The tested compound showed impressive levels of anticancer activity and it was tested in a five concentrations assay on 60 tumor cell lines over a range of concentrations (10^-4 - 10^-8). The cytotoxic and/or growth inhibitory effects of the reported compound were tested in vitro against the human tumor cell lines derived from nine neoplastic diseases such as leukemia, melanoma, non-small cell lung cancer, breast cancer, colon cancer, ovarian cancer, renal cancer, prostate cancer (Table 1).
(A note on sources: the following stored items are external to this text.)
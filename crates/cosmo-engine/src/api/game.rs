use serde::Serialize;
use glam::{Vec2, Vec3};
use crate::core::scene::Scene;
use crate::core::rng::Rng;
use crate::api::types::{EntityId, GameEvent};
use crate::assets::registry::TextureRegistry;
use crate::extensions::transform::TransformGraph;
use crate::input::queue::InputQueue;
use crate::renderer::camera::Camera3D;
use crate::renderer::geometry::GeometryStore;
use crate::renderer::instance::RenderBuffer;
#[cfg(feature = "vectors")]
use crate::systems::guides::OrbitGuides;

/// Pending UI messages kept when the host stops draining them.
const MAX_PENDING_UI_MESSAGES: usize = 1024;

/// Configuration for the engine, provided by the game.
#[derive(Debug, Clone)]
pub struct GameConfig {
    /// Initial viewport width in CSS pixels.
    pub viewport_width: f32,
    /// Initial viewport height in CSS pixels.
    pub viewport_height: f32,
    /// Maximum number of render instances (default: 512).
    pub max_instances: usize,
    /// Maximum number of orbit-guide vertices (default: 65536).
    pub max_guide_vertices: usize,
    /// Maximum number of game events per frame (default: 32).
    pub max_events: usize,
    /// Frame deltas above this many seconds are clamped (default: 0.1).
    pub max_frame_dt: f32,
    /// Seed for the context RNG.
    pub seed: u64,
}

impl Default for GameConfig {
    fn default() -> Self {
        Self {
            viewport_width: 1280.0,
            viewport_height: 720.0,
            max_instances: 512,
            max_guide_vertices: 65536,
            max_events: 32,
            max_frame_dt: 0.1,
            seed: 42,
        }
    }
}

/// Post-processing switches the host applies to the composed frame.
#[derive(Debug, Clone, Copy, PartialEq)]
pub struct RenderSettings {
    pub bloom_enabled: bool,
    pub bloom_strength: f32,
    pub bloom_radius: f32,
    pub bloom_threshold: f32,
}

impl Default for RenderSettings {
    fn default() -> Self {
        Self {
            bloom_enabled: true,
            bloom_strength: 0.3,
            bloom_radius: 0.4,
            bloom_threshold: 0.85,
        }
    }
}

/// The core contract every game must fulfill.
pub trait Game {
    /// Return engine configuration. Called once before init.
    fn config(&self) -> GameConfig {
        GameConfig::default()
    }

    /// Setup initial state, configure the camera and asset manifest.
    fn init(&mut self, ctx: &mut EngineContext);

    /// One animation frame. `dt` is the wall-clock delta in seconds.
    fn update(&mut self, ctx: &mut EngineContext, input: &InputQueue, dt: f32);

    /// Optional read-only render pass for custom render commands.
    fn render(&self, _ctx: &mut RenderContext) {}
}

/// Mutable access to engine state, passed to Game::init and Game::update.
pub struct EngineContext {
    pub scene: Scene,
    pub transforms: TransformGraph,
    pub camera: Camera3D,
    /// Viewport size in CSS pixels; pointer coordinates use the same space.
    pub viewport: Vec2,
    pub assets: TextureRegistry,
    pub geometry: GeometryStore,
    #[cfg(feature = "vectors")]
    pub guides: OrbitGuides,
    pub settings: RenderSettings,
    pub rng: Rng,
    pub events: Vec<GameEvent>,
    /// Serialized UI messages waiting for the host.
    pub ui_messages: Vec<String>,
    next_id: u32,
}

impl EngineContext {
    pub fn new() -> Self {
        Self::with_config(&GameConfig::default())
    }

    pub fn with_config(config: &GameConfig) -> Self {
        let aspect = config.viewport_width / config.viewport_height.max(1.0);
        Self {
            scene: Scene::new(),
            transforms: TransformGraph::new(),
            camera: Camera3D::new(Vec3::new(0.0, 0.0, 10.0), Vec3::ZERO, 50.0, aspect),
            viewport: Vec2::new(config.viewport_width, config.viewport_height),
            assets: TextureRegistry::new(),
            geometry: GeometryStore::new(),
            #[cfg(feature = "vectors")]
            guides: OrbitGuides::new(),
            settings: RenderSettings::default(),
            rng: Rng::new(config.seed),
            events: Vec::new(),
            ui_messages: Vec::new(),
            next_id: 1,
        }
    }

    /// Generate the next unique entity ID.
    pub fn next_id(&mut self) -> EntityId {
        let id = EntityId(self.next_id);
        self.next_id += 1;
        id
    }

    /// Emit a game event to be forwarded to TypeScript.
    pub fn emit_event(&mut self, event: GameEvent) {
        self.events.push(event);
    }

    /// Serialize a UI message for the host. Failures are logged and dropped.
    pub fn post_ui<T: Serialize>(&mut self, message: &T) {
        match serde_json::to_string(message) {
            Ok(json) => {
                if self.ui_messages.len() >= MAX_PENDING_UI_MESSAGES {
                    log::warn!("UI message queue full; dropping oldest message");
                    self.ui_messages.remove(0);
                }
                self.ui_messages.push(json);
            }
            Err(e) => log::warn!("failed to serialize UI message: {}", e),
        }
    }

    /// Drain pending UI messages as one JSON array.
    pub fn take_ui_messages(&mut self) -> String {
        let messages = std::mem::take(&mut self.ui_messages);
        format!("[{}]", messages.join(","))
    }

    /// Convert a pointer position to normalized device coordinates (y up).
    pub fn pointer_ndc(&self, x: f32, y: f32) -> Vec2 {
        let size = self.viewport.max(Vec2::ONE);
        Vec2::new(x / size.x * 2.0 - 1.0, -(y / size.y * 2.0 - 1.0))
    }

    /// Clear per-frame transient data (events).
    pub fn clear_frame_data(&mut self) {
        self.events.clear();
    }
}

impl Default for EngineContext {
    fn default() -> Self {
        Self::new()
    }
}

/// Render context for optional custom render commands.
pub struct RenderContext<'a> {
    pub render_buffer: &'a mut RenderBuffer,
}

#[cfg(test)]
mod tests {
    use super::*;

    #[derive(Serialize)]
    #[serde(tag = "type")]
    enum Msg {
        Speed { label: String },
    }

    #[test]
    fn ids_are_unique_and_increasing() {
        let mut ctx = EngineContext::new();
        let a = ctx.next_id();
        let b = ctx.next_id();
        assert!(b > a);
    }

    #[test]
    fn ui_messages_drain_as_json_array() {
        let mut ctx = EngineContext::new();
        assert_eq!(ctx.take_ui_messages(), "[]");

        ctx.post_ui(&Msg::Speed { label: "1.0x".into() });
        ctx.post_ui(&Msg::Speed { label: "2.0x".into() });
        let json = ctx.take_ui_messages();
        let parsed: serde_json::Value = serde_json::from_str(&json).unwrap();
        assert_eq!(parsed.as_array().unwrap().len(), 2);
        assert_eq!(parsed[1]["label"], "2.0x");
        assert!(ctx.ui_messages.is_empty());
    }

    #[test]
    fn frame_data_clears_events_only() {
        let mut ctx = EngineContext::new();
        ctx.emit_event(GameEvent { kind: 1.0, a: 0.0, b: 0.0, c: 0.0 });
        ctx.post_ui(&Msg::Speed { label: "1.0x".into() });
        ctx.clear_frame_data();
        assert!(ctx.events.is_empty());
        assert_eq!(ctx.ui_messages.len(), 1);
    }

    #[test]
    fn camera_aspect_follows_viewport() {
        let config = GameConfig { viewport_width: 800.0, viewport_height: 400.0, ..GameConfig::default() };
        let ctx = EngineContext::with_config(&config);
        assert!((ctx.camera.aspect - 2.0).abs() < 1e-6);
    }

    #[test]
    fn pointer_ndc_maps_corners() {
        let config = GameConfig { viewport_width: 800.0, viewport_height: 400.0, ..GameConfig::default() };
        let ctx = EngineContext::with_config(&config);
        assert_eq!(ctx.pointer_ndc(0.0, 0.0), Vec2::new(-1.0, 1.0));
        assert_eq!(ctx.pointer_ndc(800.0, 400.0), Vec2::new(1.0, -1.0));
        assert_eq!(ctx.pointer_ndc(400.0, 200.0), Vec2::ZERO);
    }
}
In this assay three dose-response parameters are obtained:

o   growth inhibition of 50% - GI₅₀;

o   total growth inhibition - TGI;

o   LC⁵⁰.

Whereas the GI₅₀ may be viewed as a growth-inhibitory level of effect, the TGI signifies a "total growth inhibition" or cytostatic level of effect. The LC₅₀ is the lethal concentration, "net cell killing” or cytotoxity parameter. If tested parameters (log10GI50, log10TGI and log10LC50) specified in negative log units have values -4.00, then these compounds are assigned as active [7,8]. Analyzing the results of a detailed in-vitro screening tested S-methyl-(2-methoxycarbonylamino-benzimidazole-5) thiosulfonate (NSC NCI code - 713598 - J/1) showed significant growth inhibition; the average value of log₁₀GI₅₀ ranges from -4.00 to -5.63.

Acknowledgement

We thank National Cancer Institute, Bethesda, MD, USA, for in-vitro evaluation of anticancer activity.

References

1. Lubenets V, Vasylyuk S, Monka N, Bolibrukh K, Komarovska PO, et al. (2017) Synthesis and antimicrobial properties of 4-acylaminobenzenethiosulfoacid S-esters. Saudi Pharm J 25(2): 266274.
2. Parashchyn ZhD, Lubenets VI, Novikov VP (1998) Thiosulphonates- derivatives of benzimidazole. Russian Journal of Organic Chemistry 34(2): 280-284.
3. Monks A, Scudiero D, Skehan P, Shoemaker R, Paull K, et al. (1991) Feasibility of a High-Flux Anticancer Drug Screen Using a Diverse Panel of Cultured Human Tumor Cell Lines. J Nat Cancer Inst 83(11): 757766.
4. Boyd MR, Paull KD (1995) Some practical considerations and applications of the national cancer institute in vitro anticancer drug discovery screen. Drug Dev Res 34(2): 91-109.
5. Boyd MR (1997) In: Cancer Drug Discovery and Development. Teicher BA(Ed) Volume 2. Totowa, NJ, Humana Press pp. 23-43, USA.
6. Shoemaker RH (2006) The NCI60 human tumour cell line anticancer drug Screen. Nat Rev Cancer 6(10): 813-823.
7. Alley MC, Scudiero DA, Monks A, Hursey ML, Czerwinski MJ, et al. (1988) Feasibility of drug screening with panels of human tumor cell lines using a microculture tetrazolium assay. Cancer Res 48(3): 589601.
8. Grever MR, Schepartz SA, Chabner BA (1992) The National Cancer Institute: cancer drug discovery and development program. Semin Oncol 19(6): 622-638.